*Aim of the task:*
Reproduce the records exactly through the line with "pub enum PathError".

*Dataset excerpts:*

// SPDX-License-Identifier: BUSL-1.1
// Copyright (c) 2026 Alfred Jean LLC

//! Where the daemon keeps its socket, lock, log, config and WAL

use std::path::{Path, PathBuf};
use thiserror::Error;

#[derive(Debug, Error)]
pub enum PathError {
    #[error("Could not determine state directory (set ROTA_STATE_DIR or HOME)")]
    NoStateDir,
}

/// File layout of one daemon instance
#[derive(Debug, Clone, PartialEq, Eq)]
pub struct DaemonPaths {
    pub state_dir: PathBuf,
    /// Path to Unix socket
    pub socket_path: PathBuf,
    /// Path to lock/PID file
    pub lock_path: PathBuf,
    pub version_path: PathBuf,
    pub log_path: PathBuf,
    pub config_path: PathBuf,
    pub wal_path: PathBuf,
}

impl DaemonPaths {
    /// Lay out files under `state_dir`, with the socket in `socket_dir`
    pub fn new(state_dir: &Path, socket_dir: &Path) -> Self {
        Self {
            state_dir: state_dir.to_path_buf(),
            socket_path: socket_dir.join("rotad.sock"),
            lock_path: state_dir.join("daemon.pid"),
            version_path: state_dir.join("daemon.version"),
            log_path: state_dir.join("daemon.log"),
            config_path: state_dir.join("config.toml"),
            wal_path: state_dir.join("wal").join("rota.wal"),
        }
    }

    /// Resolve directories from the environment
    pub fn from_env() -> Result<Self, PathError> {
        Ok(Self::new(&state_dir()?, &socket_dir()))
    }
}

/// Get the state directory for rota
///
/// `ROTA_STATE_DIR` wins, then `$XDG_STATE_HOME/rota`, then
/// `~/.local/state/rota`.
fn state_dir() -> Result<PathBuf, PathError> {
    if let Ok(dir) = std::env::var("ROTA_STATE_DIR") {
        return Ok(PathBuf::from(dir));
    }
    if let Ok(xdg) = std::env::var("XDG_STATE_HOME") {
        return Ok(PathBuf::from(xdg).join("rota"));
    }

    let home = std::env::var("HOME").map_err(|_| PathError::NoStateDir)?;
    Ok(PathBuf::from(home).join(".local/state/rota"))
}

/// Get the socket directory for rota
///
/// Uses /tmp/rota by default to keep paths short (macOS SUN_LEN = 104).
/// Can be overridden with ROTA_SOCKET_DIR for testing.
fn socket_dir() -> PathBuf {
    std::env::var("ROTA_SOCKET_DIR")
        .map(PathBuf::from)
        .unwrap_or_else(|_| PathBuf::from("/tmp/rota"))
}
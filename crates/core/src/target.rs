// SPDX-License-Identifier: BUSL-1.1
// Copyright (c) 2026 Alfred Jean LLC

//! Display targets and how an image is fitted onto them

use serde::{Deserialize, Serialize};
use std::fmt;

/// One of the two independently schedulable rotation destinations
#[derive(Debug, Clone, Copy, PartialEq, Eq, Hash, PartialOrd, Ord, Serialize, Deserialize)]
#[serde(rename_all = "lowercase")]
pub enum Target {
    Home,
    Lock,
}

impl Target {
    pub const ALL: [Target; 2] = [Target::Home, Target::Lock];

    pub fn as_str(&self) -> &'static str {
        match self {
            Target::Home => "home",
            Target::Lock => "lock",
        }
    }

    /// The other target
    pub fn other(&self) -> Target {
        match self {
            Target::Home => Target::Lock,
            Target::Lock => Target::Home,
        }
    }
}

impl fmt::Display for Target {
    fn fmt(&self, f: &mut fmt::Formatter<'_>) -> fmt::Result {
        f.write_str(self.as_str())
    }
}

impl std::str::FromStr for Target {
    type Err = String;

    fn from_str(s: &str) -> Result<Self, Self::Err> {
        match s {
            "home" => Ok(Target::Home),
            "lock" => Ok(Target::Lock),
            _ => Err(format!("unknown target: {} (expected home or lock)", s)),
        }
    }
}

/// Surface(s) an apply call paints
#[derive(Debug, Clone, Copy, PartialEq, Eq, Hash, Serialize, Deserialize)]
#[serde(rename_all = "lowercase")]
pub enum ApplyTarget {
    Home,
    Lock,
    Both,
}

impl ApplyTarget {
    pub fn as_str(&self) -> &'static str {
        match self {
            ApplyTarget::Home => "home",
            ApplyTarget::Lock => "lock",
            ApplyTarget::Both => "both",
        }
    }
}

impl From<Target> for ApplyTarget {
    fn from(target: Target) -> Self {
        match target {
            Target::Home => ApplyTarget::Home,
            Target::Lock => ApplyTarget::Lock,
        }
    }
}

impl fmt::Display for ApplyTarget {
    fn fmt(&self, f: &mut fmt::Formatter<'_>) -> fmt::Result {
        f.write_str(self.as_str())
    }
}

/// How the apply collaborator fits the image onto the surface
#[derive(Debug, Clone, Copy, PartialEq, Eq, Hash, Default, Serialize, Deserialize)]
#[serde(rename_all = "lowercase")]
pub enum ScalingPolicy {
    #[default]
    Fill,
    Fit,
    Stretch,
    Center,
}

impl ScalingPolicy {
    pub fn as_str(&self) -> &'static str {
        match self {
            ScalingPolicy::Fill => "fill",
            ScalingPolicy::Fit => "fit",
            ScalingPolicy::Stretch => "stretch",
            ScalingPolicy::Center => "center",
        }
    }
}

impl fmt::Display for ScalingPolicy {
    fn fmt(&self, f: &mut fmt::Formatter<'_>) -> fmt::Result {
        f.write_str(self.as_str())
    }
}

impl std::str::FromStr for ScalingPolicy {
    type Err = String;

    fn from_str(s: &str) -> Result<Self, Self::Err> {
        match s {
            "fill" => Ok(ScalingPolicy::Fill),
            "fit" => Ok(ScalingPolicy::Fit),
            "stretch" => Ok(ScalingPolicy::Stretch),
            "center" => Ok(ScalingPolicy::Center),
            _ => Err(format!("unknown scaling policy: {}", s)),
        }
    }
}
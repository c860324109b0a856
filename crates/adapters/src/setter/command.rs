// SPDX-License-Identifier: BUSL-1.1
// Copyright (c) 2026 Alfred Jean LLC

//! Shell command setter
//!
//! The command is a minijinja template rendered per apply call with
//! `image`, `target` and `scaling` in scope, then run through `sh -c`.
//! The `quote` filter single-quotes a value for the shell:
//!
//! ```text
//! feh --bg-{{ scaling }} {{ image | quote }}
//! ```
//!
//! A command that outlives its timeout is killed and reported as failed.

use super::{ApplyError, WallpaperSetter};
use async_trait::async_trait;
use minijinja::{context, Environment};
use rota_core::{ApplyTarget, ScalingPolicy};
use std::time::Duration;
use tokio::process::Command;

/// How long a setter command may run before it is killed
pub const DEFAULT_APPLY_TIMEOUT: Duration = Duration::from_secs(30);

/// Setter that runs a user-configured shell command
#[derive(Clone, Debug)]
pub struct CommandSetter {
    template: String,
    timeout: Duration,
}

impl CommandSetter {
    pub fn new(template: impl Into<String>) -> Self {
        Self {
            template: template.into(),
            timeout: DEFAULT_APPLY_TIMEOUT,
        }
    }

    pub fn with_timeout(mut self, timeout: Duration) -> Self {
        self.timeout = timeout;
        self
    }

    /// Render the command line for one apply call
    pub fn render(
        &self,
        image: &str,
        target: ApplyTarget,
        scaling: ScalingPolicy,
    ) -> Result<String, ApplyError> {
        let mut env = Environment::new();
        env.add_filter("quote", shell_quote);
        env.render_str(
            &self.template,
            context! {
                image => image,
                target => target.as_str(),
                scaling => scaling.as_str(),
            },
        )
        .map_err(|e| ApplyError::Template(e.to_string()))
    }
}

fn shell_quote(value: String) -> String {
    format!("'{}'", value.replace('\'', r"'\''"))
}

#[async_trait]
impl WallpaperSetter for CommandSetter {
    async fn apply(
        &self,
        image: &str,
        target: ApplyTarget,
        scaling: ScalingPolicy,
    ) -> Result<(), ApplyError> {
        let command = self.render(image, target, scaling)?;
        let mut shell = Command::new("sh");
        shell.arg("-c").arg(&command).kill_on_drop(true);
        let output = tokio::time::timeout(self.timeout, shell.output())
            .await
            .map_err(|_| ApplyError::TimedOut(self.timeout))?
            .map_err(|e| ApplyError::Spawn(e.to_string()))?;

        if !output.status.success() {
            return Err(ApplyError::CommandFailed {
                code: output.status.code(),
                stderr: String::from_utf8_lossy(&output.stderr).trim().to_string(),
            });
        }
        Ok(())
    }
}

#[cfg(test)]
#[path = "command_tests.rs"]
mod tests;
// SPDX-License-Identifier: BUSL-1.1
// Copyright (c) 2026 Alfred Jean LLC

//! User notification adapters

mod desktop;
mod noop;

pub use desktop::DesktopNotifier;
pub use noop::NoOpNotifyAdapter;

// Test support - only compiled for tests or when explicitly requested
#[cfg(any(test, feature = "test-support"))]
mod fake;
#[cfg(any(test, feature = "test-support"))]
pub use fake::{FakeNotifyAdapter, NotifyCall};

use async_trait::async_trait;
use thiserror::Error;

/// Errors from notification delivery
#[derive(Debug, Error)]
pub enum NotifyError {
    #[error("failed to send notification: {0}")]
    SendFailed(String),
}

/// Surfaces short messages to the user
#[async_trait]
pub trait NotifyAdapter: Clone + Send + Sync + 'static {
    async fn notify(&self, title: &str, message: &str) -> Result<(), NotifyError>;
}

*Answer to this problem:*
// SPDX-License-Identifier: BUSL-1.1
// Copyright (c) 2026 Alfred Jean LLC

//! Where the daemon keeps its socket, lock, log, config and WAL

use std::path::{Path, PathBuf};
use thiserror::Error;

#[derive(Debug, Error)]
pub enum PathError {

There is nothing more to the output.